**Exercise directions:** Please count every line of the following material that holds "cursor" and give the total alone.

**The input:**
impl SequenceTracker {
    /// A fresh tracker with no history.
    pub fn new() -> Self {
        Self {
            inner: Rc::new(RefCell::new(TrackerInner {
                list: EntryList::new(),
                by_doc_id: HashMap::new(),
                last_sequence: Sequence::ZERO,
                pre_transaction_last_sequence: Sequence::ZERO,
                transaction: None,
                num_placeholders: 0,
                num_doc_observers: 0,
                min_changes_to_keep: DEFAULT_MIN_CHANGES_TO_KEEP,
            })),
        }
    }

    pub(crate) fn shared(&self) -> Rc<RefCell<TrackerInner>> {
        self.inner.clone()
    }

    /// The sequence of the most recent change.
    pub fn last_sequence(&self) -> Sequence {
        self.inner.borrow().last_sequence
    }

    /// Whether a transaction is open.
    pub fn in_transaction(&self) -> bool {
        self.inner.borrow().in_transaction()
    }

    /// Lower the sweep threshold; tests use 0 to observe eviction.
    pub fn set_min_changes_to_keep(&self, min: usize) {
        self.inner.borrow_mut().min_changes_to_keep = min;
    }

    /// Open a transaction. Panics if one is already open.
    pub fn begin_transaction(&self) {
        self.inner.borrow_mut().begin_transaction();
    }

    /// Whether the open transaction has recorded any change.
    pub fn changed_during_transaction(&self) -> bool {
        self.inner.borrow().changed_during_transaction()
    }

    /// Record a document mutation inside the open transaction.
    ///
    /// `sequence` must exceed every previously recorded sequence. Document
    /// observers fire synchronously; database observers whose placeholders
    /// were up to date fire once (coalesced).
    pub fn document_changed(
        &self,
        doc_id: &[u8],
        rev_id: &[u8],
        sequence: Sequence,
        flags: DocumentFlags,
    ) {
        let dispatch = {
            let mut inner = self.inner.borrow_mut();
            assert!(inner.in_transaction(), "documentChanged outside a transaction");
            assert!(
                !doc_id.is_empty() && !rev_id.is_empty() && sequence > inner.last_sequence,
                "malformed change"
            );
            inner.last_sequence = sequence;
            inner.update_document(doc_id, rev_id, sequence, flags)
        };
        self.run_dispatch(dispatch);
    }

    /// Record a purge (removal without successor) inside the open
    /// transaction.
    pub fn document_purged(&self, doc_id: &[u8]) {
        let dispatch = {
            let mut inner = self.inner.borrow_mut();
            assert!(!doc_id.is_empty(), "purge needs a docID");
            assert!(inner.in_transaction(), "documentPurged outside a transaction");
            inner.update_document(doc_id, &[], Sequence::ZERO, DocumentFlags::empty())
        };
        self.run_dispatch(dispatch);
    }

    /// Close the open transaction, committing or aborting its changes.
    pub fn end_transaction(&self, commit: bool) {
        if commit {
            self.inner.borrow_mut().end_transaction_commit();
            return;
        }

        // Abort: rewind the sequence counter, then replay every entry after
        // the transaction placeholder at its previously committed sequence.
        // Each replay moves the entry and dispatches, so successors are
        // captured before every step.
        let (mut cursor, last) = {
            let mut inner = self.inner.borrow_mut();
            assert!(inner.in_transaction(), "not in a transaction");
            tracing::debug!(
                from = inner.last_sequence.get(),
                back_to = inner.pre_transaction_last_sequence.get(),
                "abort transaction"
            );
            inner.last_sequence = inner.pre_transaction_last_sequence;
            let placeholder = inner.transaction_placeholder();
            let last = inner
                .list
                .back(Which::Changes)
                .expect("transaction placeholder is linked");
            (placeholder, last)
        };
        loop {
            let (dispatch, next, done) = {
                let mut inner = self.inner.borrow_mut();
                let next = inner.list.next(cursor);
                let dispatch = if inner.list.get(cursor).is_placeholder() {
                    None
                } else {
                    let entry = inner.list.get(cursor);
                    let (doc_id, rev_id, sequence, flags) = (
                        entry.doc_id.clone(),
                        entry.rev_id.clone(),
                        entry.committed_sequence,
                        entry.flags,
                    );
                    Some(inner.update_document(&doc_id, &rev_id, sequence, flags))
                };
                (dispatch, next, cursor == last)
            };
            if let Some(dispatch) = dispatch {
                self.run_dispatch(dispatch);
            }
            if done {
                break;
            }
            cursor = next.expect("walk ends at the captured tail");
        }
        let mut inner = self.inner.borrow_mut();
        inner.discard_transaction_placeholder();
        inner.remove_obsolete_entries();
    }

    /// Ingest the entries of a peer tracker's open (committing) transaction
    /// as external changes.
    pub fn add_external_transaction(&self, other: &SequenceTracker) {
        assert!(
            !Rc::ptr_eq(&self.inner, &other.inner),
            "tracker cannot ingest its own transaction"
        );
        let should_replay = {
            let inner = self.inner.borrow();
            assert!(!inner.in_transaction(), "tracker is in a transaction");
            inner.list.len(Which::Changes) > 0 || inner.num_doc_observers > 0
        };
        let entries: Vec<(Vec<u8>, Vec<u8>, Sequence, DocumentFlags)> = {
            let other_inner = other.inner.borrow();
            assert!(
                other_inner.in_transaction(),
                "peer tracker is not committing"
            );
            if !should_replay {
                return;
            }
            let mut collected = Vec::new();
            let mut i = other_inner.list.next(other_inner.transaction_placeholder());
            while let Some(r) = i {
                let entry = other_inner.list.get(r);
                if !entry.is_placeholder() {
                    collected.push((
                        entry.doc_id.clone(),
                        entry.rev_id.clone(),
                        entry.sequence,
                        entry.flags,
                    ));
                }
                i = other_inner.list.next(r);
            }
            collected
        };
        tracing::debug!(count = entries.len(), "ingesting external transaction");
        for (doc_id, rev_id, sequence, flags) in entries {
            let dispatch = {
                let mut inner = self.inner.borrow_mut();
                if !sequence.is_zero() {
                    assert!(
                        sequence > inner.last_sequence,
                        "external sequence out of order"
                    );
                    inner.last_sequence = sequence;
                }
                inner.update_document(&doc_id, &rev_id, sequence, flags)
            };
            self.run_dispatch(dispatch);
        }
        self.inner.borrow_mut().remove_obsolete_entries();
    }

    /// The docID of the earliest change still in the list that is newer
    /// than `sequence`; `None` when the tracker has nothing newer.
    pub fn doc_id_at(&self, sequence: Sequence) -> Option<Vec<u8>> {
        let inner = self.inner.borrow();
        inner
            .since(sequence)
            .map(|r| inner.list.get(r).doc_id.clone())
    }

    /// Compact rendering of the list state, for logs and tests:
    /// placeholders are `*`, the open transaction `( ... )`, external
    /// changes suffixed `'`.
    pub fn dump(&self) -> String {
        let inner = self.inner.borrow();
        let txn_placeholder = inner
            .transaction
            .as_ref()
            .and_then(|state| state.placeholder.get());
        let mut out = String::from("[");
        let mut first = true;
        for r in inner.list.iter(Which::Changes) {
            if first {
                first = false;
            } else {
                out.push_str(", ");
            }
            let entry = inner.list.get(r);
            if entry.is_placeholder() {
                if txn_placeholder == Some(r) {
                    out.push('(');
                    first = true;
                } else {
                    out.push('*');
                }
            } else {
                out.push_str(&String::from_utf8_lossy(&entry.doc_id));
                out.push('@');
                out.push_str(&entry.sequence.get().to_string());
                if entry.external {
                    out.push('\'');
                }
            }
        }
        if inner.transaction.is_some() {
            out.push(')');
        }
        out.push(']');
        out
    }

    /// Verify internal bookkeeping consistency. Panics on violation.
    pub fn check_invariants(&self) {
        self.inner.borrow().check_invariants();
    }

    fn run_dispatch(&self, dispatch: Dispatch) {
        if dispatch.is_empty() {
            return;
        }
        for (observer, doc_id, sequence) in dispatch.doc {
            if !observer.removed.get() {
                (observer.callback)(&doc_id, sequence);
            }
        }
        let mut notified = false;
        for placeholder in dispatch.db {
            if !placeholder.removed.get() {
                if let Some(callback) = &placeholder.callback {
                    callback();
                }
                notified = true;
            }
        }
        if notified {
            self.inner.borrow_mut().remove_obsolete_entries();
        }
    }
}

**Output for this exercise:** 6